Before we begin, what IS a credit score? Your credit score is a set of calculations used to determine your credit worthiness to lenders ranging from about 300 to 850 points. Equifax, Experian, and Transunion, the three major bureaus, each calculate your score a little differently, but follow the same basic categories. In their calculations, they’re going to look at your payment history, credit capacity, credit history, mix of credit, and new credit. Below, we’re going to discuss each factor.


Payment History

Simply put, do you pay your bills on time? Payment history is one of the largest and most important portions of your credit score calculation. Missing payments, even just one, can drastically reduce your credit score. Additionally, if an account is charged off or turned over to collections, your score will suffer. When working with your credit score, one of the most important things you can do is pay on-time.

Credit Capacity

Your credit capacity is calculated by looking at how much debt you owe compared to how much credit is available to you. Ideally, you want to keep your statement balance on credit cards at or below 20%. For example: If you have a $1,000 credit limit, you should try to avoid carrying a balance higher than $200 on that card. When you carry balances close to your credit limits, you’re deemed a higher risk and your score is reduced to reflect that risk.

Credit History

How long have you had your accounts and made payments? While establishing a strong credit history will take time, it’s important to note that closed accounts will eventually be removed from your credit report and you’ll lose some credit history as a result. In essence, the longer you’ve held an account open and maintained a good standing with that account, the better it will look on your report.

Mix of Credit

The bureaus will also be looking at the different types of credit in your name for this calculation.

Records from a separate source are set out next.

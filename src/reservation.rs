use crate::offer::{Amount, ListingId, Offer, OfferId, TimeStamp, UserId};
use chrono::Utc;
use std::fmt;

#[derive(Debug, PartialEq, Eq, minicbor::Encode, minicbor::Decode, Clone, Copy)]
pub enum ReservationStatus {
    #[n(0)]
    Active,
    /// The buyer paid; the listing is sold.
    #[n(1)]
    Completed,
    /// The hold lapsed before completion.
    #[n(2)]
    Expired,
    #[n(3)]
    Cancelled,
}

impl ReservationStatus {
    pub fn as_str(&self) -> &'static str {
        match self {
            ReservationStatus::Active => "active",
            ReservationStatus::Completed => "completed",
            ReservationStatus::Expired => "expired",
            ReservationStatus::Cancelled => "cancelled",
        }
    }
}

impl fmt::Display for ReservationStatus {
    fn fmt(&self, f: &mut fmt::Formatter<'_>) -> fmt::Result {
        f.write_str(self.as_str())
    }
}

/// A temporary hold on a listing for the buyer whose offer was accepted.
#[derive(Debug, PartialEq, Eq, minicbor::Encode, minicbor::Decode, Clone)]
pub struct Reservation {
    #[n(0)]
    pub id: String,
    #[n(1)]
    pub listing_id: ListingId,
    #[n(2)]
    pub buyer_id: UserId,
    #[n(3)]
    pub offer_id: OfferId,
    #[n(4)]
    pub reserved_price: Amount,
    #[n(5)]
    pub status: ReservationStatus,
    #[n(6)]
    pub reserved_until: TimeStamp<Utc>,
    #[n(7)]
    pub created_at: TimeStamp<Utc>,
    #[n(8)]
    pub closed_at: Option<TimeStamp<Utc>>,
}

impl Reservation {
    pub fn is_active_at(&self, now: &TimeStamp<Utc>) -> bool {
        self.status == ReservationStatus::Active && *now < self.reserved_until
    }

    /// Copy of this reservation moved to `status` at `at`.
    pub fn close(&self, status: ReservationStatus, at: &TimeStamp<Utc>) -> Reservation {
        let mut closed = self.clone();
        closed.status = status;
        closed.closed_at = Some(at.clone());
        closed
    }
}

#[derive(Debug, PartialEq, Eq, Clone)]
pub struct ReservationRequest {
    pub reservation_id: String,
    pub listing_id: ListingId,
    pub buyer_id: UserId,
    pub offer_id: OfferId,
    pub price: Amount,
    pub reserved_at: TimeStamp<Utc>,
    pub reserved_until: TimeStamp<Utc>,
}

impl ReservationRequest {
    pub fn for_offer(
        reservation_id: String,
        offer: &Offer,
        reserved_at: TimeStamp<Utc>,
        reserved_until: TimeStamp<Utc>,
    ) -> Self {
        Self {
            reservation_id,
            listing_id: offer.listing_id.clone(),
            buyer_id: offer.buyer_id.clone(),
            offer_id: offer.id.clone(),
            price: offer.amount,
            reserved_at,
            reserved_until,
        }
    }
}

impl From<ReservationRequest> for Reservation {
    fn from(request: ReservationRequest) -> Self {
        Reservation {
            id: request.reservation_id,
            listing_id: request.listing_id,
            buyer_id: request.buyer_id,
            offer_id: request.offer_id,
            reserved_price: request.price,
            status: ReservationStatus::Active,
            reserved_until: request.reserved_until,
            created_at: request.reserved_at,
            closed_at: None,
        }
    }
}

Ideally, you’ll want to have a combination of installment loans such as personal or vehicle loans as well as revolving loans such as credit cards.

New Credit

Your score will also take new credit into consideration. It’s not as heavily weighted as your payment history or credit capacity, but it’s still important to apply for new credit and maintain a good standing with the new account(s). As your older accounts that have been paid off and closed begin to drop off of your report, it may be a good idea to finance a new project or purchase you have planned to maintain your score. Keep in mind, however, too many inquiries and new accounts will adversely impact your score.

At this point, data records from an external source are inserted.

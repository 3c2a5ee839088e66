//! Walks a listing through a full negotiation against a throwaway sled db.
//!
//! Run with `cargo run --example negotiation`.

use anyhow::Context;
use chrono::Duration;
use offer_negotiation::{economics, FixedClock, NegotiationConfig, OfferDraft, OfferService, TimeStamp};
use std::sync::Arc;
use tracing::Level;
use tracing_subscriber::fmt;

fn main() -> anyhow::Result<()> {
    let subscriber = fmt().with_max_level(Level::DEBUG).with_target(false).finish();
    let _ = tracing::subscriber::set_global_default(subscriber);

    let temp_dir = tempfile::tempdir()?;
    let config = NegotiationConfig::load(temp_dir.path()).context("loading config")?;
    let db = Arc::new(sled::open(temp_dir.path().join("negotiation.db"))?);
    let clock = Arc::new(FixedClock::new(TimeStamp::new()));
    let service = OfferService::with_sled(db, config, clock.clone());

    let listing_price = 2_500;
    let draft = OfferDraft::new()
        .set_listing("listing_bike", listing_price)
        .set_conversation("conv_bike")
        .set_buyer("ama")
        .set_seller("kofi")
        .set_amount(2_000)
        .set_message("Would you take 2000?");
    let opening = service.make_offer(draft).context("buyer offer")?;

    clock.advance(Duration::hours(5));
    let grade = economics::attractiveness(opening.amount, listing_price);
    println!("{} ({})", grade.label(), opening.amount);
    for pick in service.counter_suggestions(&opening.id, "kofi", listing_price)? {
        println!("  suggestion: {} {}", pick.label, pick.amount);
    }
    let seller_counter = service
        .counter_offer(&opening.id, "kofi", 2_400, listing_price, None)
        .context("seller counter")?
        .counter;

    clock.advance(Duration::hours(50));
    for notice in service.expiry_warnings()? {
        println!(
            "reminder to {}: {} hours left on {}",
            notice.recipient_id,
            notice.reading.countdown().hours,
            notice.offer_id
        );
    }

    let buyer_counter = service
        .counter_offer(&seller_counter.id, "ama", 2_200, listing_price, Some("Meet in the middle?".into()))
        .context("buyer counter")?
        .counter;

    clock.advance(Duration::hours(1));
    let acceptance = service
        .accept_offer(&buyer_counter.id, "kofi", Some("Deal".into()))
        .context("seller acceptance")?;
    println!(
        "reserved {} for {} at {} until {}",
        acceptance.reservation.listing_id,
        acceptance.reservation.buyer_id,
        acceptance.reservation.reserved_price,
        acceptance.reservation.reserved_until
    );

    clock.advance(Duration::hours(20));
    let sold = service
        .complete_reservation(&acceptance.reservation.id, "ama")
        .context("buyer completes")?;
    println!("reservation {} is {}", sold.id, sold.status);

    println!("\nconversation:");
    for message in service.conversation("conv_bike")? {
        println!("  [{}] {}", message.kind.as_str(), message.content);
    }

    println!("\nchain:");
    for offer in service.offer_chain(&opening.id)? {
        println!("  {} {} {} ({})", offer.id, offer.proposed_by, offer.amount, offer.status);
    }

    Ok(())
}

In summation, the best things you can do to build, establish, and even repair credit are the following:

  • Make your payments on-time and avoid late payments, even if you’re only making minimum payments;
  • Keep your balances on credit cards and other revolving accounts low;
  • Maintain a strong credit history by keeping accounts such as your credit cards open with good standings; and
  • Finally, carry a blend of installment and credit card accounts and apply for new accounts sparingly.

You may be asking yourself “Why should I care about my credit score?” In truth, your credit score has a number of uses. Primarily, your score will determine the interest rate you’ll have on virtually every loan or credit card you apply for and open which will determine how much extra you’ll have to pay on that loan.

As an example, let’s use a $20,000 auto loan being financed over 5 years and assuming the borrower is making only minimum payments. Below, we’ve included a chart to compare differences your score can make, using some example rates (rates will vary by institution and product).

Score Rate Min. Payment Total Cost Total Interest
Excellent 2.99% $359.28 $21,556.72 $1,556.72
Good 3.99% $368.24 $22,093.84 $2,093.84
Average 7.99% $405.42 $24,324.74 $4,324.74
Fair 10.99% $434.73 $26,083.16 $6,083.16
Poor 14.99% $475.66 $28,539.12 $8,539.12

As you can see, the difference in interest paid between Excellent and Poor over the 5 year loan is staggering. A borrower with a Poor score could have saved almost $7,000 simply by maintaining a higher credit score. This example only looks at a 5 year loan, imagine what the difference in a 30 year mortgage would look like!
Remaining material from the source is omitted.